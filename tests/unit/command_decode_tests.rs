use bot_supervisor::models::command::{ControlCommand, OutboundEvent};
use bot_supervisor::models::host::HostStatus;
use bot_supervisor::models::worker::ControlAction;
use bot_supervisor::AppError;
use chrono::{TimeZone, Utc};
use serde_json::json;

#[test]
fn decodes_bot_control() {
    let command =
        ControlCommand::decode("botControl", json!({ "botName": "echo", "action": "restart" }))
            .expect("valid command");

    assert_eq!(
        command,
        Some(ControlCommand::Worker {
            name: "echo".into(),
            action: ControlAction::Restart,
        })
    );
}

#[test]
fn rejects_unknown_action() {
    let result =
        ControlCommand::decode("botControl", json!({ "botName": "echo", "action": "explode" }));

    assert!(matches!(result, Err(AppError::UnsupportedAction(ref a)) if a == "explode"));
}

#[test]
fn rejects_bot_control_without_name() {
    let missing = ControlCommand::decode("botControl", json!({ "action": "start" }));
    let empty = ControlCommand::decode("botControl", json!({ "botName": "", "action": "start" }));
    let null = ControlCommand::decode("botControl", serde_json::Value::Null);

    assert!(matches!(missing, Err(AppError::Channel(_))));
    assert!(matches!(empty, Err(AppError::Channel(_))));
    assert!(matches!(null, Err(AppError::Channel(_))));
}

#[test]
fn decodes_file_update_with_numeric_or_string_id() {
    let numeric = ControlCommand::decode("fileUpdate", json!({ "botId": 42 })).expect("valid");
    let string = ControlCommand::decode("fileUpdate", json!({ "botId": "b-7" })).expect("valid");

    assert_eq!(
        numeric,
        Some(ControlCommand::FileUpdate {
            bot_id: "42".into()
        })
    );
    assert_eq!(
        string,
        Some(ControlCommand::FileUpdate {
            bot_id: "b-7".into()
        })
    );
}

#[test]
fn rejects_file_update_without_usable_id() {
    assert!(ControlCommand::decode("fileUpdate", json!({})).is_err());
    assert!(ControlCommand::decode("fileUpdate", json!({ "botId": true })).is_err());
    assert!(ControlCommand::decode("fileUpdate", json!({ "botId": "" })).is_err());
}

#[test]
fn ignores_unhandled_events() {
    let command = ControlCommand::decode("serverNotice", json!({ "text": "hi" })).expect("ok");

    assert_eq!(command, None);
}

#[test]
fn register_payload_identifies_host() {
    let event = OutboundEvent::Register {
        name: "garage-pi".into(),
    };

    assert_eq!(event.name(), "register");
    assert_eq!(
        event.payload(),
        json!({ "type": "raspberry", "name": "garage-pi" })
    );
}

#[test]
fn crash_payload_reports_auto_restart() {
    let timestamp = Utc.with_ymd_and_hms(2026, 3, 1, 12, 30, 0).unwrap();
    let event = OutboundEvent::BotCrashed {
        bot_name: "echo".into(),
        timestamp,
    };

    let payload = event.payload();
    assert_eq!(event.name(), "bot_crashed");
    assert_eq!(payload["botName"], "echo");
    assert_eq!(payload["action"], "auto_restart");
    assert_eq!(payload["timestamp"], timestamp.to_rfc3339());
}

#[test]
fn heartbeat_payload_uses_snapshot_fields() {
    let status = HostStatus {
        name: "garage-pi".into(),
        ip_address: "10.0.0.5".into(),
        running_bots: vec!["echo".into()],
        total_bots: 2,
        uptime: 3600,
        ..HostStatus::default()
    };
    let event = OutboundEvent::Heartbeat(status);

    let payload = event.payload();
    assert_eq!(event.name(), "raspberry_heartbeat");
    assert_eq!(payload["name"], "garage-pi");
    assert_eq!(payload["ip_address"], "10.0.0.5");
    assert_eq!(payload["running_bots"], json!(["echo"]));
    assert_eq!(payload["total_bots"], 2);
    assert_eq!(payload["uptime"], 3600);
    assert!(payload.get("cpu_usage").is_some());
    assert!(payload.get("memory_usage").is_some());
    assert!(payload.get("disk_usage").is_some());
}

========================================================================

● Task details:
Each line above with the string "HostStatus" should be reported in full.

● Expected answer:
use bot_supervisor::models::host::HostStatus;
    let status = HostStatus {
        ..HostStatus::default()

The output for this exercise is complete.